University of FloridaSolutions for Your Life

Download PDF
Publication #FCS8997

Raising Healthy Children: Food Allergies1

Lauren Headrick, Karla P. Shelnutt, and Gail P. A. Kauwell2

Figure 1. 

If you are the caregiver of a child with a newly diagnosed food allergy, you may feel scared, confused, and anxious. You are not alone. According to the Centers for Disease Control and Prevention, over three million children under the age of 18 have food allergies, and this number is growing rapidly. Food allergies can be caused by many different foods. The symptoms caused by eating these foods can range from a mild skin rash to serious breathing problems. This handout highlights the causes and symptoms of an allergic reaction, as well as the steps to take if your child has been diagnosed with a food allergy. Also included are recipes and possible changes to your family's diet that can help make meal time easier.

Food Allergy Basics

A child's first allergic reaction often happens before the age of 5. Most food allergies are to foods that contain milk or milk products, eggs, peanuts, tree nuts (almonds, cashews, and pecans), wheat products, soy, fish, or shellfish (clams, oysters, scallops, shrimp, and lobster). Other less common food allergies can also occur. The exact cause of food allergies is not well understood. Allergies may be caused by a genetic factor, a mother's diet while breastfeeding a baby prone to allergies, or foods other than breast milk or formula introduced too early in life. An allergic reaction occurs when the immune system is tricked into thinking that a food is harmful to the body. This sets off a reaction in the body that results in the symptoms observed. Most children "outgrow" their food allergies, but allergies to peanuts, tree nuts, fish, or shellfish usually continue throughout life.

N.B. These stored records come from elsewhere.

//! 포트 인터페이스 (trait).
//!
//! Hexagonal Architecture의 포트 레이어.
//! `chatlink-network`가 이 trait들을 구현하며,
//! `chatlink-app`에서 `Arc<dyn T>`로 와이어링한다.

pub mod activity;
pub mod byte_stream;
pub mod stream;
pub mod transport;
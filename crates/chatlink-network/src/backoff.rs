//! 재연결 백오프 정책.
//!
//! `delay = min(base * 2^attempt, cap)`에 ±jitter 적용. 지터 후에도 cap을 넘지 않는다.
//! 지터 지연은 이전 시도의 최대 지연 아래로 내려가지 않으므로, 시도가 늘어날수록
//! 지연은 비감소이고 cap에 도달한 뒤에는 cap으로 고정된다.

use chatlink_core::config::ReconnectConfig;
use std::time::Duration;

/// 지수 백오프 정책
#[derive(Debug, Clone, Copy, PartialEq)]
pub struct BackoffPolicy {
    base: Duration,
    cap: Duration,
    jitter_ratio: f64,
}

impl BackoffPolicy {
    /// 새 정책 생성
    pub fn new(base: Duration, cap: Duration, jitter_ratio: f64) -> Self {
        Self {
            base,
            cap: cap.max(base),
            jitter_ratio: jitter_ratio.clamp(0.0, 1.0),
        }
    }

    /// 설정으로부터 생성
    pub fn from_config(config: &ReconnectConfig) -> Self {
        Self::new(config.base_delay(), config.max_delay(), config.jitter_ratio)
    }

    /// 지터 없는 명목 지연. `attempt`에 대해 단조 비감소.
    pub fn nominal_delay(&self, attempt: u32) -> Duration {
        let factor = 2u32.saturating_pow(attempt.min(31));
        self.base.saturating_mul(factor).min(self.cap)
    }

    /// 지터 적용 지연
    ///
    /// `unit`은 [-1.0, 1.0] 범위의 난수.
    pub fn delay_with_unit(&self, attempt: u32, unit: f64) -> Duration {
        let jittered = self.jittered(attempt, unit);
        match attempt.checked_sub(1) {
            Some(previous) => jittered.max(self.jittered(previous, 1.0)),
            None => jittered,
        }
    }

    fn jittered(&self, attempt: u32, unit: f64) -> Duration {
        let nominal = self.nominal_delay(attempt);
        let scale = 1.0 + self.jitter_ratio * unit.clamp(-1.0, 1.0);
        nominal.mul_f64(scale.max(0.0)).min(self.cap)
    }

    /// 난수 지터 적용 지연
    pub fn delay(&self, attempt: u32) -> Duration {
        let unit = rand::random::<f64>() * 2.0 - 1.0;
        self.delay_with_unit(attempt, unit)
    }

    /// 최대 지연
    pub fn cap(&self) -> Duration {
        self.cap
    }
}

impl Default for BackoffPolicy {
    fn default() -> Self {
        Self::from_config(&ReconnectConfig::default())
    }
}
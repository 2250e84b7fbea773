//! u501: проверка статьи на фейковость

pub mod api;
pub mod confidence_bar;
pub mod result_card;
pub mod state;
pub mod view;
pub mod view_model;

pub use view::NewsFormView;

If a member of your family has a food allergy and you think your child may be at risk for developing one, there are some things you can do to minimize the risk:

1. Feed only breast milk to the baby during the first six months of life.
2. Avoid eating nuts while breastfeeding.
3. Avoid feeding the baby
• cow's milk or other milk products until she is 1 year old,
• eggs until she is 2 years old, and
• nuts until she is 3 years old.

Symptoms

A child's response to a food allergy is much like a snowflake: no two are alike. The severity and types of symptoms vary from person to person, and a child's reaction to the food can be different each time it is eaten. The symptoms can occur within minutes after eating the food or hours later.

Mild symptoms

One of the first clues that your child has a food allergy may be mild symptoms, such as a runny nose, sneezing, hives, or an itchy rash. These symptoms are often blamed on things other than a food allergy, but it is important to find out if it is a food allergy as soon as possible.

Severe symptoms

The more often your child is exposed to the allergen, the more severe the symptoms tend to get. More severe symptoms include abdominal pain, swelling of the lips or throat, vomiting and diarrhea, a drop in blood pressure, and anaphylaxis (pronounced ana-fill-axis). Anaphylaxis is the most severe type of reaction. It can affect more than one body organ or tissue at a time, including the skin, respiratory tract, gastrointestinal tract, heart, and circulatory system. Symptoms often start with flushing (reddening) of the face, neck, or upper chest or hives (red bumps that may be itchy) and then move to other parts of the body. Tightening of the airway, which makes it difficult to breathe, and a drop in blood pressure can result in anaphylactic shock, which can be deadly. If you suspect your child has a food allergy, it is important to check with your doctor as soon as possible to reduce the chances of a serious event.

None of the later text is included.